If you’re in Darjeeling and happen to miss a visit to the Himalayan Mountaineering Institute, well, your tour is incomplete. The Himalayan Mountaineering Institute or HMI is definitely one of the town’s must-see places and earns its worthy name in the history of India.
Established in the year 1954, the HMI marks the success of Tenzing Norgay’s Mount Everest quest along with Edmund Hilary. Both these gentlemen conquered the Everest in the year 1953, after which the Himalayan Mountaineering Institute was formed with the motto of promoting mountaineering in the region. The first director of the institute was also Tenzing Norgay.
What to see in Himalayan Mountaineering Institute
The Himalayan Mountaineering Institute is a hub for various mountaineering activities and acts as a training centre for climbers and expeditioners. Native as well as foreign students can enroll at the Institute for various courses that include theoretical training, trekking, rock-climbing, mountaineering, and more. The institute is also equipped with a residential school, both outdoor and indoor facilities like an auditorium, a library, climbing walls, and more.
For visitors entering through the main gate, there are numerous shops lined along the streets. You can pick up curios here, stock up on souvenirs for loved ones back home or simply admire the amalgamation of various cultures and colours together. The arch gate of the Himalayan Mountaineering Institute is a good place to take a few pictures before you further go inside the premises. There is a well-stocked museum with various artifacts and objects used by mountaineers, various stuffed animals and pictures of famous personalities as a mark to commemorate them.
Visitors can see two sections at the museum; the main museum on the ground floor houses a lobby, a demonstration of all the Himalayan peaks, and other mountaineering exhibits like camp shoes, oxygen cylinders, types of compass, headlamps, trekking gear and much more. The upper floor, which is the Mount Everest & Mount Makalu Museum exhibits life-sized models of Tenzing Norgay, Edmund Hilary along with many others. It also has a section dedicated to the Everest that displays the number of attempts made to conquer it since the year 1852.
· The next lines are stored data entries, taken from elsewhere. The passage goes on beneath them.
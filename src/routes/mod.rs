//! src/routes/mod.rs

mod health_check;
mod home;
mod lead_magnet;
mod payload;
mod send_email;
mod subscriptions;
mod unsubscribe;

pub use health_check::*;
pub use home::*;
pub use lead_magnet::*;
pub use payload::*;
pub use send_email::*;
pub use subscriptions::*;
pub use unsubscribe::*;
//! src/routes/unsubscribe/get.rs

use actix_web::http::header::ContentType;
use actix_web::{web, HttpResponse};

pub struct TurnstileSiteKey(pub String);

pub async fn unsubscribe_form(site_key: web::Data<TurnstileSiteKey>) -> HttpResponse {
    let site_key = &site_key.0;
    HttpResponse::Ok()
        .content_type(ContentType::html())
        .body(format!(
            r#"<!DOCTYPE html>
<html lang="en">
<head>
    <meta http-equiv="content-type" content="text/html; charset=utf-8">
    <title>Unsubscribe</title>
    <script src="https://challenges.cloudflare.com/turnstile/v0/api.js" async defer></script>
</head>
<body>
    <h1>Unsubscribe</h1>
    <p>Enter your email address to stop receiving our newsletter.</p>
    <form action="/unsubscribe" method="post">
        <label>Email
            <input type="email" placeholder="you@example.com" name="email" required>
        </label>
        <div class="cf-turnstile" data-sitekey="{site_key}" data-response-field-name="turnstile_token"></div>
        <button type="submit">Unsubscribe</button>
    </form>
    <p><a href="/">&lt;- Back</a></p>
</body>
</html>"#
        ))
}
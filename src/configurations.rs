//! src/configurations.rs

use crate::dispatch::DispatchMode;
use crate::email_client::EmailClient;
use crate::routes::LeadMagnetKind;
use crate::templates::{RenderStrategy, Theme};
use crate::turnstile::TurnstileClient;
use secrecy::{ExposeSecret, Secret};
use serde_aux::field_attributes::deserialize_number_from_string;
use sqlx::postgres::{PgConnectOptions, PgSslMode};
use std::path::PathBuf;

#[derive(serde::Deserialize, Clone)]
pub struct Settings {
    pub database: DatabaseSettings,
    pub application: ApplicationSettings,
    pub email_client: EmailClientSettings,
    pub email: EmailSettings,
    pub turnstile: TurnstileSettings,
    pub lead_magnet: LeadMagnetSettings,
}

#[derive(serde::Deserialize, Clone)]
pub struct ApplicationSettings {
    #[serde(deserialize_with = "deserialize_number_from_string")]
    pub port: u16,
    pub host: String,
    pub base_url: String,
    pub name: String,
}

#[derive(serde::Deserialize, Clone)]
pub struct DatabaseSettings {
    pub username: String,
    pub password: Secret<String>,
    #[serde(deserialize_with = "deserialize_number_from_string")]
    pub port: u16,
    pub host: String,
    pub database_name: String,
    pub require_ssl: bool,
}

impl DatabaseSettings {
    pub fn without_db(&self) -> PgConnectOptions {
        let ssl_mode = if self.require_ssl {
            PgSslMode::Require
        } else {
            PgSslMode::Prefer
        };
        PgConnectOptions::new()
            .host(&self.host)
            .username(&self.username)
            .password(self.password.expose_secret())
            .port(self.port)
            .ssl_mode(ssl_mode)
    }

    pub fn with_db(&self) -> PgConnectOptions {
        self.without_db().database(&self.database_name)
    }
}

#[derive(serde::Deserialize, Clone)]
pub struct EmailClientSettings {
    pub base_url: String,
    pub api_key: Secret<String>,
    pub sending_domain: String,
    #[serde(deserialize_with = "deserialize_number_from_string")]
    pub timeout_milliseconds: u64,
}

impl EmailClientSettings {
    /// `app_name` is used for the default `from` address.
    pub fn client(self, app_name: &str) -> EmailClient {
        let default_sender = format!("{} <no-reply@{}>", app_name, self.sending_domain);
        // Read before the fields below are moved out of `self`.
        let timeout = self.timeout();
        EmailClient::new(self.base_url, default_sender, self.api_key, timeout)
    }

    pub fn timeout(&self) -> std::time::Duration {
        std::time::Duration::from_millis(self.timeout_milliseconds)
    }
}

#[derive(serde::Deserialize, Clone)]
pub struct EmailSettings {
    pub default_theme: Theme,
    pub render_strategy: RenderStrategy,
    pub generated_dir: PathBuf,
    pub dispatch: DispatchMode,
}

#[derive(serde::Deserialize, Clone)]
pub struct TurnstileSettings {
    pub base_url: String,
    pub secret_key: Option<Secret<String>>,
    pub site_key: String,
}

impl TurnstileSettings {
    pub fn client(self, timeout: std::time::Duration) -> TurnstileClient {
        TurnstileClient::new(self.base_url, self.secret_key, timeout)
    }
}

#[derive(serde::Deserialize, Clone)]
pub struct LeadMagnetSettings {
    pub title: String,
    pub description: String,
    pub content_title: String,
    pub download_url: String,
    pub cover_image_url: Option<String>,
    pub kind: LeadMagnetKind,
}

pub fn get_configuration() -> Result<Settings, config::ConfigError> {
    let base_path = std::env::current_dir().expect("Failed to determine the current directory");
    let configuration_directory = base_path.join("configuration");

    let environment: Environment = std::env::var("APP_ENVIRONMENT")
        .unwrap_or_else(|_| "local".into())
        .try_into()
        .expect("Failed to parse APP_ENVIRONMENT.");
    let environment_filename = format!("{}.yaml", environment.as_str());

    let settings = config::Config::builder()
        .add_source(config::File::from(configuration_directory.join("base.yaml")))
        .add_source(config::File::from(
            configuration_directory.join(environment_filename),
        ))
        // APP_APPLICATION__PORT=5001 would set `Settings.application.port`
        .add_source(
            config::Environment::with_prefix("APP")
                .prefix_separator("_")
                .separator("__"),
        )
        .build()?;

    settings.try_deserialize::<Settings>()
}

pub enum Environment {
    Local,
    Production,
}

impl Environment {
    pub fn as_str(&self) -> &'static str {
        match self {
            Environment::Local => "local",
            Environment::Production => "production",
        }
    }
}

impl TryFrom<String> for Environment {
    type Error = String;

    fn try_from(s: String) -> Result<Self, Self::Error> {
        match s.to_lowercase().as_str() {
            "local" => Ok(Self::Local),
            "production" => Ok(Self::Production),
            other => Err(format!(
                "{} is not a supported environment. Use either `local` or `production`.",
                other
            )),
        }
    }
}
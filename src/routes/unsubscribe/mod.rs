//! src/routes/unsubscribe/mod.rs

mod get;
mod post;

pub use get::{unsubscribe_form, TurnstileSiteKey};
pub use post::{unsubscribe, UnsubscribeError};
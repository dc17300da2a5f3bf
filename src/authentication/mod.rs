//! src/authentication/mod.rs

mod internal_token;
mod sender;

pub use internal_token::{
    current_timestamp, generate_internal_token, sign_request, string_hash,
    validate_internal_token, FRESHNESS_WINDOW_MS, TIMESTAMP_HEADER, TOKEN_HEADER,
};
pub use sender::{authenticate, AuthMethod, AuthenticatedSender, SendApiKey, SendAuthError, API_KEY_HEADER};
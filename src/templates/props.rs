//! src/templates/props.rs

use super::{EmailTemplate, Theme};
use chrono::{Datelike, Utc};
use serde_json::{Map, Value};

/// Application identity baked into every email.
#[derive(Debug, Clone)]
pub struct Branding {
    pub app_name: String,
    pub base_url: String,
}

/// A standard email: arbitrary HTML content wrapped in the layout.
#[derive(Debug, Clone, Default)]
pub struct LayoutProps {
    pub content: String,
    pub preview_text: Option<String>,
    pub heading: Option<String>,
    pub footer_text: Option<String>,
    pub unsubscribe_url: Option<String>,
    pub logo_url: Option<String>,
    pub dark_mode: Option<bool>,
}

#[derive(Debug, Clone, Default)]
pub struct LeadMagnetProps {
    pub recipient_name: Option<String>,
    pub title: String,
    pub description: Option<String>,
    pub download_url: String,
    pub cover_image_url: Option<String>,
    pub button_text: Option<String>,
    pub dark_mode: Option<bool>,
}

pub const DEFAULT_LEAD_MAGNET_DESCRIPTION: &str =
    "Here is your free download as promised. Click the button below to access it.";
pub const DEFAULT_BUTTON_TEXT: &str = "Download Now";

#[derive(Debug, Clone)]
pub enum TemplateProps {
    Layout(LayoutProps),
    LeadMagnet(LeadMagnetProps),
}

/// Props with every default filled in, ready for either render strategy.
#[derive(Debug, Clone)]
pub struct ResolvedProps {
    pub theme: Theme,
    pub values: Map<String, Value>,
}

impl TemplateProps {
    pub fn template(&self) -> EmailTemplate {
        match self {
            TemplateProps::Layout(_) => EmailTemplate::Layout,
            TemplateProps::LeadMagnet(_) => EmailTemplate::LeadMagnet,
        }
    }

    pub fn resolve(&self, branding: &Branding, default_theme: Theme) -> ResolvedProps {
        match self {
            TemplateProps::Layout(props) => resolve_layout(props, branding, default_theme),
            TemplateProps::LeadMagnet(props) => resolve_lead_magnet(props, branding, default_theme),
        }
    }
}

fn or_default(value: &Option<String>, default: impl FnOnce() -> String) -> String {
    match value.as_deref().map(str::trim) {
        Some(v) if !v.is_empty() => v.to_string(),
        _ => default(),
    }
}

struct LayoutFrame {
    preview_text: String,
    heading: String,
    footer_text: String,
    unsubscribe_url: String,
    logo_url: String,
}

impl LayoutFrame {
    fn new(props: &LayoutProps, branding: &Branding, theme: Theme) -> Self {
        let app = &branding.app_name;
        let base_url = branding.base_url.trim_end_matches('/');
        let logo = if theme.is_dark() {
            "logo-light.png"
        } else {
            "logo-dark.png"
        };
        Self {
            preview_text: or_default(&props.preview_text, || format!("Email from {}", app)),
            heading: or_default(&props.heading, || app.clone()),
            footer_text: or_default(&props.footer_text, || {
                format!("© {} {}. All rights reserved.", Utc::now().year(), app)
            }),
            unsubscribe_url: or_default(&props.unsubscribe_url, || {
                format!("{}/unsubscribe", base_url)
            }),
            logo_url: or_default(&props.logo_url, || format!("{}/{}", base_url, logo)),
        }
    }

    fn write(self, values: &mut Map<String, Value>, app_name: &str) {
        values.insert("app_name".into(), app_name.into());
        values.insert("preview_text".into(), self.preview_text.into());
        values.insert("heading".into(), self.heading.into());
        values.insert("footer_text".into(), self.footer_text.into());
        values.insert("unsubscribe_url".into(), self.unsubscribe_url.into());
        values.insert("logo_url".into(), self.logo_url.into());
    }
}

fn resolve_layout(props: &LayoutProps, branding: &Branding, default_theme: Theme) -> ResolvedProps {
    let theme = Theme::from_dark_mode(props.dark_mode, default_theme);
    let mut values = Map::new();
    LayoutFrame::new(props, branding, theme).write(&mut values, &branding.app_name);
    values.insert("content".into(), props.content.clone().into());
    ResolvedProps { theme, values }
}

fn resolve_lead_magnet(
    props: &LeadMagnetProps,
    branding: &Branding,
    default_theme: Theme,
) -> ResolvedProps {
    let theme = Theme::from_dark_mode(props.dark_mode, default_theme);
    let frame = LayoutProps {
        preview_text: Some(format!("Your download: {}", props.title)),
        heading: Some("Your Download Is Ready!".to_string()),
        dark_mode: Some(theme.is_dark()),
        ..Default::default()
    };
    let greeting = match props.recipient_name.as_deref().map(str::trim) {
        Some(name) if !name.is_empty() => format!("Hi {},", name),
        _ => "Hi there,".to_string(),
    };

    let mut values = Map::new();
    LayoutFrame::new(&frame, branding, theme).write(&mut values, &branding.app_name);
    values.insert("greeting".into(), greeting.into());
    values.insert("title".into(), props.title.clone().into());
    values.insert(
        "description".into(),
        or_default(&props.description, || DEFAULT_LEAD_MAGNET_DESCRIPTION.to_string()).into(),
    );
    values.insert("download_url".into(), props.download_url.clone().into());
    values.insert(
        "cover_image_url".into(),
        props
            .cover_image_url
            .clone()
            .map(Value::String)
            .unwrap_or(Value::Null),
    );
    values.insert(
        "button_text".into(),
        or_default(&props.button_text, || DEFAULT_BUTTON_TEXT.to_string()).into(),
    );
    ResolvedProps { theme, values }
}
Photography is prohibited inside the museum. It will take you a fair number of hours to complete a tour of the entire area, after which you can spend a lazy evening at the restaurant sipping on a cup of tea against the chilly mountain air. If you’ve not shopped for souvenirs earlier, there is a good curio shop to stock up on that as well.
The Himalayan Mountaineering Institute, apart from being the oldest in the country, is also an embodiment of the history, heritage, and culture of the Himalayan people.